Estamos nos aproximando do fim desta entrevista e gostaria de retomar o que foi mencionado anteriormente. É comum dizer que o setor social preenche onde o Estado não chega. Para que isso continue a acontecer, é indispensável fortalecer a cooperação?

Ciertamente. Temos enfrentado dificuldades, principalmente porque o Estado costuma priorizar áreas com alta densidade populacional devido à questões eleitorais. As zonas de baixa densidade frequentemente ficam à mercê da sorte. Em Portugal, não observamos uma política de coesão territorial e social que seja verdadeiramente necessária.

Receio que essas áreas fiquem ainda mais excluídas, e é vital que as instituições permaneçam presentes. No estudo que estará disponível em breve, ficará claro que em muitas aldeias de Portugal, o único serviço existente é fornecido por essas instituições. Em 23% a 27% das aldeias, o único apoio disponível é proveniente delas. Se não fossem essas instituições, muitos não teriam qualquer tipo de assistência.

O Papa Francisco, em sua primeira exortação apostólica, “Dilexi Te”, publicada em 9 de outubro, retomou críticas à “economia que mata”. Qual é a relevância desta exortação no contexto social atual em Portugal?
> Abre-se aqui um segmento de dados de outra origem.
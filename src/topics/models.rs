// Topic data model: per-batch candidates and run-wide topics.
//
// A candidate lives for one clustering pass over one day's reviews. A Topic
// lives for the whole run: it is created the first time a candidate matches
// nothing, grows every time a later candidate merges into it, and is never
// deleted before the run ends.

use std::collections::{BTreeMap, BTreeSet};

use chrono::NaiveDate;
use serde::Serialize;

/// A review with its embedding attached. Output of the embedding stage.
#[derive(Debug, Clone, PartialEq)]
pub struct NormalizedText {
    pub review_id: String,
    pub date: NaiveDate,
    pub tokens: Vec<String>,
    pub embedding: Vec<f64>,
}

/// Run-stable topic identifier, assigned in creation order.
#[derive(Debug, Clone, Copy, PartialEq, Eq, PartialOrd, Ord, Hash, Serialize)]
#[serde(transparent)]
pub struct TopicId(pub u32);

impl std::fmt::Display for TopicId {
    fn fmt(&self, f: &mut std::fmt::Formatter<'_>) -> std::fmt::Result {
        write!(f, "#{}", self.0)
    }
}

/// Whether a topic is a real discovered theme or the catch-all bucket for
/// reviews whose clusters were too small.
#[derive(Debug, Clone, Copy, PartialEq, Eq, Serialize)]
#[serde(rename_all = "snake_case")]
pub enum TopicKind {
    Named,
    Miscellaneous,
}

/// Label shown for the catch-all bucket.
pub const MISCELLANEOUS_LABEL: &str = "Miscellaneous";

/// A scored key phrase of a cluster.
#[derive(Debug, Clone, PartialEq, Serialize)]
pub struct Keyword {
    pub phrase: String,
    pub score: f64,
    /// How many of the cluster's reviews contain the phrase
    pub doc_freq: usize,
}

/// A batch-local cluster, before cross-batch consolidation.
#[derive(Debug, Clone, PartialEq)]
pub struct TopicCandidate {
    pub candidate_id: usize,
    pub kind: TopicKind,
    /// Member review ids, sorted
    pub member_ids: Vec<String>,
    /// Mean of the member embeddings
    pub centroid: Vec<f64>,
    /// Best first; the first keyword is the candidate's label
    pub keywords: Vec<Keyword>,
}

impl TopicCandidate {
    pub fn size(&self) -> usize {
        self.member_ids.len()
    }

    pub fn label(&self) -> &str {
        match self.kind {
            TopicKind::Miscellaneous => MISCELLANEOUS_LABEL,
            TopicKind::Named => self
                .keywords
                .first()
                .map(|k| k.phrase.as_str())
                .unwrap_or(MISCELLANEOUS_LABEL),
        }
    }
}

/// A run-wide topic.
#[derive(Debug, Clone, PartialEq, Serialize)]
pub struct Topic {
    pub id: TopicId,
    pub kind: TopicKind,
    pub label: String,
    #[serde(skip)]
    pub centroid: Vec<f64>,
    pub members: BTreeSet<String>,
    /// Accumulated phrase weight (keyword score × candidate size) over every
    /// candidate merged into this topic. Drives relabeling.
    #[serde(skip)]
    pub phrase_weights: BTreeMap<String, f64>,
    pub first_seen: NaiveDate,
}

impl Topic {
    pub fn size(&self) -> usize {
        self.members.len()
    }

    pub fn is_miscellaneous(&self) -> bool {
        self.kind == TopicKind::Miscellaneous
    }

    /// Highest accumulated phrase, ties broken lexicographically.
    pub fn best_phrase(&self) -> Option<(&str, f64)> {
        self.phrase_weights
            .iter()
            .fold(None, |best: Option<(&str, f64)>, (phrase, &weight)| match best {
                // BTreeMap iterates in lexicographic order, so only a strictly
                // higher weight replaces the current best
                Some((_, w)) if weight <= w => best,
                _ => Some((phrase.as_str(), weight)),
            })
    }
}

/// One review resolved to one topic on one day.
#[derive(Debug, Clone, PartialEq, Eq, Serialize)]
pub struct Assignment {
    pub review_id: String,
    pub topic_id: TopicId,
    pub date: NaiveDate,
}

#[cfg(test)]
mod tests {
    use super::*;

    fn topic_with_weights(weights: &[(&str, f64)]) -> Topic {
        Topic {
            id: TopicId(0),
            kind: TopicKind::Named,
            label: "x".to_string(),
            centroid: vec![1.0],
            members: BTreeSet::new(),
            phrase_weights: weights.iter().map(|(p, w)| (p.to_string(), *w)).collect(),
            first_seen: NaiveDate::from_ymd_opt(2024, 6, 1).unwrap(),
        }
    }

    #[test]
    fn test_best_phrase_highest_weight() {
        let topic = topic_with_weights(&[("late", 1.0), ("delivery late", 3.0), ("cold", 2.0)]);
        assert_eq!(topic.best_phrase(), Some(("delivery late", 3.0)));
    }

    #[test]
    fn test_best_phrase_tie_is_lexicographic() {
        let topic = topic_with_weights(&[("zebra", 2.0), ("apple", 2.0)]);
        assert_eq!(topic.best_phrase().map(|(p, _)| p), Some("apple"));
    }

    #[test]
    fn test_best_phrase_empty() {
        assert_eq!(topic_with_weights(&[]).best_phrase(), None);
    }

    #[test]
    fn test_candidate_label() {
        let mut candidate = TopicCandidate {
            candidate_id: 0,
            kind: TopicKind::Named,
            member_ids: vec!["a".to_string()],
            centroid: vec![1.0],
            keywords: vec![Keyword {
                phrase: "app crash".to_string(),
                score: 1.0,
                doc_freq: 1,
            }],
        };
        assert_eq!(candidate.label(), "app crash");
        candidate.kind = TopicKind::Miscellaneous;
        assert_eq!(candidate.label(), MISCELLANEOUS_LABEL);
    }
}
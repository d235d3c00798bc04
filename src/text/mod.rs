// Text preparation: cleaning and tokenizing raw review text.

pub mod normalizer;
// PulseGen: topic trend analysis for app store reviews
//
// This is the library root. Each module corresponds to a stage of the
// review-to-trend-matrix pipeline, plus the output and configuration layers
// around it.

pub mod config;
pub mod error;
pub mod output;
pub mod pipeline;
pub mod reviews;
pub mod status;
pub mod text;
pub mod topics;
pub mod trends;
// Play Store link handling.
//
// Users paste whatever they have: a full store link with tracking
// parameters, a bare package name, or nothing at all.

/// Extract the package id from a Play Store link or bare package name.
///
/// Returns `None` when the input is neither, so the caller can fall back to
/// the configured default app.
pub fn extract_app_id(input: &str) -> Option<String> {
    let input = input.trim();
    if input.is_empty() {
        return None;
    }

    if input.contains("://") || input.contains('?') {
        let query = input.split_once('?')?.1;
        return query
            .split('&')
            .filter_map(|pair| pair.split_once('='))
            .find(|(key, _)| *key == "id")
            .map(|(_, value)| value.split('#').next().unwrap_or(value).to_string())
            .filter(|id| is_package_name(id));
    }

    is_package_name(input).then(|| input.to_string())
}

/// Resolve the app to analyze, falling back to `default_app_id`.
pub fn resolve_app_id(input: Option<&str>, default_app_id: &str) -> String {
    input
        .and_then(extract_app_id)
        .unwrap_or_else(|| default_app_id.to_string())
}

/// Android package names: dot-separated segments of letters, digits and
/// underscores, at least two segments, each starting with a letter.
fn is_package_name(candidate: &str) -> bool {
    let segments: Vec<&str> = candidate.split('.').collect();
    segments.len() >= 2
        && segments.iter().all(|seg| {
            seg.chars().next().is_some_and(|c| c.is_ascii_alphabetic())
                && seg.chars().all(|c| c.is_ascii_alphanumeric() || c == '_')
        })
}
// Analysis window: the inclusive range of calendar days a report covers.

use chrono::{Days, NaiveDate};
use serde::{Deserialize, Serialize};

use crate::error::PipelineError;

/// Inclusive `[start, end]` range of calendar days.
#[derive(Debug, Clone, Copy, PartialEq, Eq, Serialize, Deserialize)]
pub struct AnalysisWindow {
    pub start: NaiveDate,
    pub end: NaiveDate,
}

impl AnalysisWindow {
    pub fn new(start: NaiveDate, end: NaiveDate) -> Result<Self, PipelineError> {
        if start > end {
            return Err(PipelineError::InvalidWindow {
                reason: format!("{start} is after {end}"),
            });
        }
        Ok(Self { start, end })
    }

    /// The trailing window of `days` days that ends on (and includes) `end`.
    pub fn ending_on(end: NaiveDate, days: u32) -> Result<Self, PipelineError> {
        let days = days.max(1);
        let start = end
            .checked_sub_days(Days::new(u64::from(days) - 1))
            .ok_or_else(|| PipelineError::InvalidWindow {
                reason: format!("{days} days before {end} is out of the calendar range"),
            })?;
        Self::new(start, end)
    }

    /// Number of days in the window, counting both ends.
    pub fn days(&self) -> u32 {
        ((self.end - self.start).num_days() + 1) as u32
    }

    pub fn contains(&self, date: NaiveDate) -> bool {
        self.start <= date && date <= self.end
    }

    /// Every date of the window, ascending, without gaps.
    pub fn dates(&self) -> Vec<NaiveDate> {
        self.start
            .iter_days()
            .take_while(|d| *d <= self.end)
            .collect()
    }

    /// Column index of `date`, if it falls inside the window.
    pub fn index_of(&self, date: NaiveDate) -> Option<usize> {
        self.contains(date)
            .then(|| (date - self.start).num_days() as usize)
    }
}

impl std::fmt::Display for AnalysisWindow {
    fn fmt(&self, f: &mut std::fmt::Formatter<'_>) -> std::fmt::Result {
        write!(f, "{} to {}", self.start, self.end)
    }
}
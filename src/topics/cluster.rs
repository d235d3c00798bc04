// Per-day review clustering: turns one batch of embedded reviews into
// topic candidates.
//
// Strategy: density-seeded leader clustering. Every review's neighbour degree
// (how many other reviews are more similar than the threshold) is computed up
// front. The densest unassigned review seeds a cluster; the remaining
// unassigned reviews are visited from most to least similar to the seed and
// join while they stay above the threshold against the cluster's running
// centroid. Reviews with zero or negative similarity to the seed are never
// visited for that cluster, even if the centroid later drifts toward them;
// they wait for a later seed. Repeat until everything is assigned.
//
// The batch is put in review id order first, and every tie (degree, visit
// order) is broken by that order, so the output depends only on the set of
// reviews and the thresholds, never on the order they arrived in.

use rayon::prelude::*;
use tracing::debug;

use super::embeddings::{cosine_similarity, mean_embedding, merge_means};
use super::keywords::{canonical_label, score_clusters};
use super::models::{Keyword, NormalizedText, TopicCandidate, TopicKind};
use crate::config::AnalysisConfig;

/// Clusters one day's reviews into topic candidates.
pub struct TopicExtractor {
    similarity_threshold: f64,
    min_cluster_size: usize,
    label_confidence_floor: f64,
    canonical_labels: bool,
}

impl TopicExtractor {
    pub fn new(config: &AnalysisConfig) -> Self {
        Self {
            similarity_threshold: config.similarity_threshold,
            min_cluster_size: config.min_cluster_size,
            label_confidence_floor: config.label_confidence_floor,
            canonical_labels: config.canonical_labels,
        }
    }

    /// Cluster a batch. An empty batch yields no candidates.
    ///
    /// Named candidates come first, in seed order; the miscellaneous
    /// candidate, if any, is last.
    pub fn extract(&self, batch: &[NormalizedText]) -> Vec<TopicCandidate> {
        if batch.is_empty() {
            return Vec::new();
        }

        let mut docs: Vec<&NormalizedText> = batch.iter().collect();
        docs.sort_by(|a, b| a.review_id.cmp(&b.review_id));

        let groups = self.group(&docs);

        let (named, small): (Vec<Vec<usize>>, Vec<Vec<usize>>) = groups
            .into_iter()
            .partition(|g| g.len() >= self.min_cluster_size);

        let mut misc: Vec<usize> = small.into_iter().flatten().collect();
        misc.sort_unstable();

        let mut all_groups: Vec<(TopicKind, Vec<usize>)> = named
            .into_iter()
            .map(|g| (TopicKind::Named, g))
            .collect();
        if !misc.is_empty() {
            all_groups.push((TopicKind::Miscellaneous, misc));
        }

        let token_groups: Vec<Vec<&[String]>> = all_groups
            .iter()
            .map(|(_, g)| g.iter().map(|&i| docs[i].tokens.as_slice()).collect())
            .collect();
        let scored = score_clusters(&token_groups);

        let candidates: Vec<TopicCandidate> = all_groups
            .into_iter()
            .zip(scored)
            .zip(token_groups.iter())
            .enumerate()
            .map(|(candidate_id, (((kind, members), scored), tokens))| {
                let mut keywords = scored.keywords;
                if kind == TopicKind::Named
                    && self.canonical_labels
                    && scored.confidence < self.label_confidence_floor
                {
                    if let Some(label) = canonical_label(tokens) {
                        let (score, doc_freq) = keywords
                            .first()
                            .map(|k| (k.score, k.doc_freq))
                            .unwrap_or((0.0, members.len()));
                        keywords.insert(
                            0,
                            Keyword {
                                phrase: label.to_string(),
                                score,
                                doc_freq,
                            },
                        );
                        keywords.truncate(super::keywords::MAX_KEYWORDS);
                    }
                }

                let vectors: Vec<&[f64]> = members
                    .iter()
                    .map(|&i| docs[i].embedding.as_slice())
                    .collect();

                TopicCandidate {
                    candidate_id,
                    kind,
                    member_ids: members.iter().map(|&i| docs[i].review_id.clone()).collect(),
                    centroid: mean_embedding(&vectors),
                    keywords,
                }
            })
            .collect();

        debug!(
            reviews = docs.len(),
            candidates = candidates.len(),
            miscellaneous = candidates
                .last()
                .filter(|c| c.kind == TopicKind::Miscellaneous)
                .map(|c| c.size())
                .unwrap_or(0),
            "Clustered batch"
        );

        candidates
    }

    /// Leader clustering over id-ordered docs. Returns groups of indices,
    /// each group sorted ascending.
    fn group(&self, docs: &[&NormalizedText]) -> Vec<Vec<usize>> {
        let n = docs.len();
        let theta = self.similarity_threshold;

        let sims: Vec<Vec<f64>> = (0..n)
            .into_par_iter()
            .map(|i| {
                (0..n)
                    .map(|j| cosine_similarity(&docs[i].embedding, &docs[j].embedding))
                    .collect()
            })
            .collect();

        let degree: Vec<usize> = (0..n)
            .map(|i| (0..n).filter(|&j| j != i && sims[i][j] > theta).count())
            .collect();

        let mut assigned = vec![false; n];
        let mut groups = Vec::new();

        // Densest first; equal degree falls back to id order
        let mut seeds: Vec<usize> = (0..n).collect();
        seeds.sort_by(|&a, &b| degree[b].cmp(&degree[a]).then(a.cmp(&b)));

        for seed in seeds {
            if assigned[seed] {
                continue;
            }
            assigned[seed] = true;

            let mut members = vec![seed];
            let mut centroid = docs[seed].embedding.clone();

            // Only reviews on the seed's side of the space are candidates
            let mut visit: Vec<usize> = (0..n)
                .filter(|&j| !assigned[j] && sims[seed][j] > 0.0)
                .collect();
            visit.sort_by(|&a, &b| sims[seed][b].total_cmp(&sims[seed][a]).then(a.cmp(&b)));

            for j in visit {
                if cosine_similarity(&docs[j].embedding, &centroid) > theta {
                    centroid = merge_means(&centroid, members.len(), &docs[j].embedding, 1);
                    members.push(j);
                    assigned[j] = true;
                }
            }

            members.sort_unstable();
            groups.push(members);
        }

        groups
    }
}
Primeiramente, é necessário estudar e refletir sobre seus alertas. Estou preocupado com o caminho que Portugal está seguindo em direção a um liberalismo excessivo. Sou a favor da liberdade, mas deve-se ter em mente que o lucro não deve ser o objetivo principal; nosso foco deve ser servir as pessoas. Temo que estejamos perdendo o rumo. Defendo vigorosamente dois princípios fundamentais da doutrina social da Igreja: a proteção à vida, desde a concepção até à morte natural, e a dignidade da pessoa.

Acredito que estamos vivenciando consequências dessa “economia que mata”, que desconsidera e menospreza a dignidade de todo ser humano, o que é uma preocupação crescente.

E essa é uma mensagem central para as instituições e para o setor social na luta contra a pobreza?

Sem dúvida. Posso afirmar que as instituições são uma luz e um alerta constante contra essa economia que causa tanto sofrimento.